Anche a Mazzano il freddo e le nuvole non ha fermato i ragazzi, che hanno affrontato il percorso con entusiasmo e voglia di divertirsi. Tra sentieri, controlli e prove di regolarità, i giovani marciatori hanno vissuto una mattinata speciale, scoprendo luoghi del proprio territorio spesso poco conosciuti e imparando a vivere l’attività sportiva all’aria aperta come occasione di crescita e condivisione.

Le classifiche finali hanno premiato l’impegno di moltissimi studenti provenienti da Ciliverghe, Molinetto e Mazzano, ma il risultato più importante è stato senza dubbio l’entusiasmo con cui tutti hanno partecipato.

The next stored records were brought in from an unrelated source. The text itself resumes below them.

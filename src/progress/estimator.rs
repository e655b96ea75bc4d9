// Crossfade Progress Estimator
//
// The loading percentage is synthetic: elapsed time divided by a
// host-estimated total. Real readiness is signalled separately; the
// percentage only exists so the preloader has something smooth to show.

use std::time::Duration;

use tokio::time::Instant;

use crate::config::LoadEstimator;

/// Percentage at which polling stops and completion is checked instead of
/// waiting to hit exactly 100 (the estimate is allowed to be wrong).
pub const COMPLETE_THRESHOLD: f64 = 99.0;

/// Computes a monotonically non-decreasing 0-100 percentage from elapsed
/// time against the injected estimate.
pub struct ProgressEstimator {
    started_at: Instant,
    estimated_total: Duration,
    last_percent: f64,
}

impl ProgressEstimator {
    pub fn new(started_at: Instant, estimator: &LoadEstimator) -> Self {
        // A zero estimate would divide by zero and means "instant" anyway.
        let estimated_total = estimator(started_at).max(Duration::from_millis(1));
        Self {
            started_at,
            estimated_total,
            last_percent: 0.0,
        }
    }

    /// Percentage at `now`. Never decreases across calls and never
    /// exceeds 100.
    pub fn percent_at(&mut self, now: Instant) -> f64 {
        let elapsed = now.saturating_duration_since(self.started_at);
        let raw = elapsed.as_secs_f64() / self.estimated_total.as_secs_f64() * 100.0;
        self.last_percent = raw.min(100.0).max(self.last_percent);
        self.last_percent
    }

    /// Whether polling should stop and hand over to the completion check.
    pub fn is_nearly_complete(&self) -> bool {
        self.last_percent >= COMPLETE_THRESHOLD
    }

    pub fn last_percent(&self) -> f64 {
        self.last_percent
    }
}
// Crossfade Scroll-Anchor Resolver
//
// Resolves "scroll to #anchor" by polling every frame until the viewport
// stabilizes, instead of trusting any completion callback from the smooth
// scroll engine. A target that never renders is given up on after a capped
// number of consecutive misses, because navigation must never hang.

use log::warn;
use tokio::time::interval;

use crate::config::SequencerConfig;
use crate::error::{SequencerError, SequencerResult};
use crate::host::ScrollEngine;

/// Hard bound on the settle loop in case an easing never converges.
const MAX_SETTLE_TICKS: u32 = 600;

/// Smooth-scroll to an anchor and wait for the viewport to stabilize.
///
/// Returns [`SequencerError::AnchorNotFound`] if the element never appeared
/// within the miss cap; the navigation proceeds without scrolling in that
/// case, so callers log the error instead of aborting.
pub async fn scroll_to_anchor(
    engine: &dyn ScrollEngine,
    anchor: &str,
    config: &SequencerConfig,
) -> SequencerResult<()> {
    let mut ticker = interval(config.frame_period);
    let mut misses = 0u32;
    let mut stable = 0u32;
    let mut ticks = 0u32;
    let mut baseline = engine.scroll_offset();

    loop {
        ticker.tick().await;
        ticks += 1;
        if ticks > MAX_SETTLE_TICKS {
            warn!("scroll to '#{}' never stabilized; resolving anyway", anchor);
            return Ok(());
        }

        let Some(position) = engine.anchor_position(anchor) else {
            misses += 1;
            if misses >= config.anchor_miss_cap {
                return Err(SequencerError::AnchorNotFound(anchor.to_string()));
            }
            continue;
        };
        misses = 0;

        let offset = engine
            .anchor_offset(anchor)
            .unwrap_or(config.default_anchor_offset);
        engine.scroll_to((position - offset).max(0.0), true);

        let current = engine.scroll_offset();
        if (current - baseline).abs() < config.anchor_noise_px {
            stable += 1;
            if stable >= config.anchor_stable_ticks {
                return Ok(());
            }
        } else {
            stable = 0;
            baseline = current;
        }
    }
}

/// Smooth-scroll to a fixed offset and wait for the viewport to stabilize.
pub async fn smooth_scroll_to(engine: &dyn ScrollEngine, y: f64, config: &SequencerConfig) {
    engine.scroll_to(y.max(0.0), true);

    let mut ticker = interval(config.frame_period);
    let mut stable = 0u32;
    let mut ticks = 0u32;
    let mut baseline = engine.scroll_offset();

    loop {
        ticker.tick().await;
        ticks += 1;
        if ticks > MAX_SETTLE_TICKS {
            warn!("smooth scroll to {} never stabilized; resolving anyway", y);
            return;
        }

        let current = engine.scroll_offset();
        if (current - baseline).abs() < config.anchor_noise_px {
            stable += 1;
            if stable >= config.anchor_stable_ticks {
                return;
            }
        } else {
            stable = 0;
            baseline = current;
        }
    }
}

E la grande festa della marcia non si è fermata qui.

Nel pomeriggio di sabato 16 maggio, a Paitone, si è vissuto uno dei momenti più emozionanti dell’intero fine settimana sportivo: la “Marciabile 2026”, organizzata dallo SPAC Paitone, dedicata ai ragazzi diversamente abili e ai loro accompagnatori.

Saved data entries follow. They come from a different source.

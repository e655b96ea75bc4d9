// Crossfade transition registry
//
// Named enter/exit animation sets run around page navigations. Several UI
// components may contribute handlers to the same name; contributions merge
// in registration order and are removed by token on unmount.

use std::collections::HashMap;
use std::sync::atomic::{AtomicU64, Ordering};
use std::sync::Mutex;
use std::time::Duration;

use crate::preloader::AnimationCallback;

/// One side (enter or exit) of a transition contribution
#[derive(Clone)]
pub struct TransitionAnimation {
    pub callback: AnimationCallback,
    pub duration: Duration,
}

impl TransitionAnimation {
    pub fn new(callback: impl Fn() + Send + Sync + 'static, duration: Duration) -> Self {
        Self {
            callback: std::sync::Arc::new(callback),
            duration,
        }
    }
}

/// A single caller's contribution to a named transition
#[derive(Clone)]
pub struct TransitionHandlers {
    /// Runs on the destination page after the swap
    pub enter: TransitionAnimation,
    /// Runs on the departing page before the swap
    pub exit: TransitionAnimation,
}

/// Handle returned on registration; removes the contribution when passed
/// back.
#[derive(Debug, Clone, Copy, PartialEq, Eq, Hash)]
pub struct TransitionToken(u64);

/// Mapping from transition name to its merged enter/exit sets
pub struct TransitionRegistry {
    transitions: Mutex<HashMap<String, Vec<(TransitionToken, TransitionHandlers)>>>,
    next_id: AtomicU64,
}

impl TransitionRegistry {
    pub fn new() -> Self {
        Self {
            transitions: Mutex::new(HashMap::new()),
            next_id: AtomicU64::new(1),
        }
    }

    /// Contribute handlers to a named transition. Contributions from
    /// different callers merge.
    pub fn register(&self, name: &str, handlers: TransitionHandlers) -> TransitionToken {
        let token = TransitionToken(self.next_id.fetch_add(1, Ordering::Relaxed));
        self.transitions
            .lock()
            .unwrap()
            .entry(name.to_string())
            .or_default()
            .push((token, handlers));
        token
    }

    /// Remove a contribution by token. Returns false if already removed.
    pub fn unregister(&self, token: TransitionToken) -> bool {
        let mut transitions = self.transitions.lock().unwrap();
        for list in transitions.values_mut() {
            let before = list.len();
            list.retain(|(registered, _)| *registered != token);
            if list.len() != before {
                return true;
            }
        }
        false
    }

    /// Whether any contribution exists for this name.
    pub fn contains(&self, name: &str) -> bool {
        self.transitions
            .lock()
            .unwrap()
            .get(name)
            .is_some_and(|list| !list.is_empty())
    }

    /// The merged exit set for a name, in registration order.
    pub fn exit_set(&self, name: &str) -> Vec<TransitionAnimation> {
        self.side(name, |handlers| handlers.exit.clone())
    }

    /// The merged enter set for a name, in registration order.
    pub fn enter_set(&self, name: &str) -> Vec<TransitionAnimation> {
        self.side(name, |handlers| handlers.enter.clone())
    }

    fn side(
        &self,
        name: &str,
        pick: impl Fn(&TransitionHandlers) -> TransitionAnimation,
    ) -> Vec<TransitionAnimation> {
        self.transitions
            .lock()
            .unwrap()
            .get(name)
            .map(|list| list.iter().map(|(_, handlers)| pick(handlers)).collect())
            .unwrap_or_default()
    }
}

impl Default for TransitionRegistry {
    fn default() -> Self {
        Self::new()
    }
}

/// Longest declared duration in one side of a transition.
pub fn longest_side_duration(animations: &[TransitionAnimation]) -> Duration {
    animations
        .iter()
        .map(|animation| animation.duration)
        .max()
        .unwrap_or(Duration::ZERO)
}

#[cfg(test)]
mod tests {
    use super::*;

    fn handlers(enter_ms: u64, exit_ms: u64) -> TransitionHandlers {
        TransitionHandlers {
            enter: TransitionAnimation::new(|| {}, Duration::from_millis(enter_ms)),
            exit: TransitionAnimation::new(|| {}, Duration::from_millis(exit_ms)),
        }
    }

    #[test]
    fn test_contributions_merge_for_the_same_name() {
        let registry = TransitionRegistry::new();
        registry.register("fade", handlers(300, 300));
        registry.register("fade", handlers(500, 500));

        assert!(registry.contains("fade"));
        assert_eq!(registry.exit_set("fade").len(), 2);
        assert_eq!(registry.enter_set("fade").len(), 2);
        assert_eq!(
            longest_side_duration(&registry.exit_set("fade")),
            Duration::from_millis(500)
        );
    }

    #[test]
    fn test_unregister_removes_only_that_contribution() {
        let registry = TransitionRegistry::new();
        let first = registry.register("wipe", handlers(100, 100));
        registry.register("wipe", handlers(200, 200));

        assert!(registry.unregister(first));
        assert!(!registry.unregister(first));
        assert_eq!(registry.exit_set("wipe").len(), 1);
        assert!(registry.contains("wipe"));
    }

    #[test]
    fn test_name_without_contributions_is_unregistered() {
        let registry = TransitionRegistry::new();
        let token = registry.register("fade", handlers(100, 100));
        registry.unregister(token);

        assert!(!registry.contains("fade"));
        assert!(registry.exit_set("fade").is_empty());
        assert!(!registry.contains("slide"));
    }
}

Una manifestazione che ogni anno riesce a trasmettere un messaggio semplice ma potentissimo: lo sport appartiene a tutti.

Tra sorrisi, applausi, incoraggiamenti e tanta voglia di stare insieme, i partecipanti hanno affrontato il percorso di marcia di regolarità vivendo il vero senso della condivisione. Non importavano il cronometro o il piazzamento finale, ma il piacere di camminare insieme, aiutarsi e sentirsi parte di un gruppo.

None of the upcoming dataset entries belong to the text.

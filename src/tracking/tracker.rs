// Crossfade Promise Settlement Tracker
//
// Collects in-flight futures that must settle before the page counts as
// ready. Settling is a fixed-point loop: futures tracked while a round is
// in flight are picked up by the next round, bounded by a round cap and an
// overall timeout so readiness can never hang.

use std::future::Future;
use std::pin::Pin;
use std::sync::Mutex;
use std::time::Duration;

use log::{debug, warn};
use tokio::task::JoinSet;
use tokio::time::timeout;

use crate::error::{SequencerError, SequencerResult};

type TrackedFuture = Pin<Box<dyn Future<Output = ()> + Send + 'static>>;

/// Mutable set of promises that must settle before readiness
pub struct PromiseTracker {
    pending: Mutex<Vec<TrackedFuture>>,
}

impl PromiseTracker {
    pub fn new() -> Self {
        Self {
            pending: Mutex::new(Vec::new()),
        }
    }

    /// Register a future that must settle before the page is ready.
    ///
    /// May be called at any time, including while [`settle_all`](Self::settle_all)
    /// is already running; the new future joins the next settlement round.
    pub fn track(&self, future: impl Future<Output = ()> + Send + 'static) {
        self.pending.lock().unwrap().push(Box::pin(future));
    }

    /// Number of futures waiting for the next settlement round.
    pub fn pending_count(&self) -> usize {
        self.pending.lock().unwrap().len()
    }

    /// Wait until every tracked future has settled, or the cap elapses.
    ///
    /// Futures tracked during settlement are included (fixed point over the
    /// pending set, at most `max_rounds` rounds). On timeout the remaining
    /// futures are abandoned and a [`SequencerError::Timeout`] is returned;
    /// callers log it and proceed as ready.
    pub async fn settle_all(&self, cap: Duration, max_rounds: usize) -> SequencerResult<()> {
        if timeout(cap, self.settle_rounds(max_rounds)).await.is_err() {
            return Err(SequencerError::Timeout {
                operation: "tracked promises".to_string(),
                duration_ms: cap.as_millis() as u64,
            });
        }
        Ok(())
    }

    async fn settle_rounds(&self, max_rounds: usize) {
        for round in 0..max_rounds {
            let batch: Vec<TrackedFuture> = {
                let mut pending = self.pending.lock().unwrap();
                pending.drain(..).collect()
            };
            if batch.is_empty() {
                return;
            }
            debug!("settling {} tracked promise(s), round {}", batch.len(), round);

            let mut in_flight = JoinSet::new();
            for future in batch {
                in_flight.spawn(future);
            }
            while let Some(result) = in_flight.join_next().await {
                if result.is_err() {
                    warn!("tracked promise panicked; treating it as settled");
                }
            }
        }

        let leftover = self.pending_count();
        if leftover > 0 {
            warn!(
                "{} promise(s) still tracked after {} settlement rounds; proceeding",
                leftover, max_rounds
            );
        }
    }
}

impl Default for PromiseTracker {
    fn default() -> Self {
        Self::new()
    }
}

La marcia di regolarità, ancora una volta, ha mostrato il suo volto più autentico: una disciplina sportiva capace di adattarsi a ogni realtà, di valorizzare ogni persona e di mettere al centro il rispetto, la collaborazione e l’inclusione.

Camminare insieme nei sentieri del territorio significa anche imparare a conoscersi, a superare le differenze e a condividere emozioni autentiche. Per molti ragazzi queste giornate rappresentano qualcosa che va oltre lo sport: sono occasioni per sentirsi accolti, protagonisti e parte di una comunità.

Un grande ringraziamento va quindi a tutte le associazioni tesserate FIE, ai volontari, agli organizzatori, agli accompagnatori e alle realtà del territorio che con passione continuano a investire tempo ed energie per avvicinare i ragazzi — abili e non abili — a uno sport educativo e profondamente umano.

Perché il messaggio che arriva da Rezzato, Mazzano e Paitone è uno solo, semplice e bellissimo:

Stesso Passo, Stessa Strada e un unico obiettivo: divertirsi.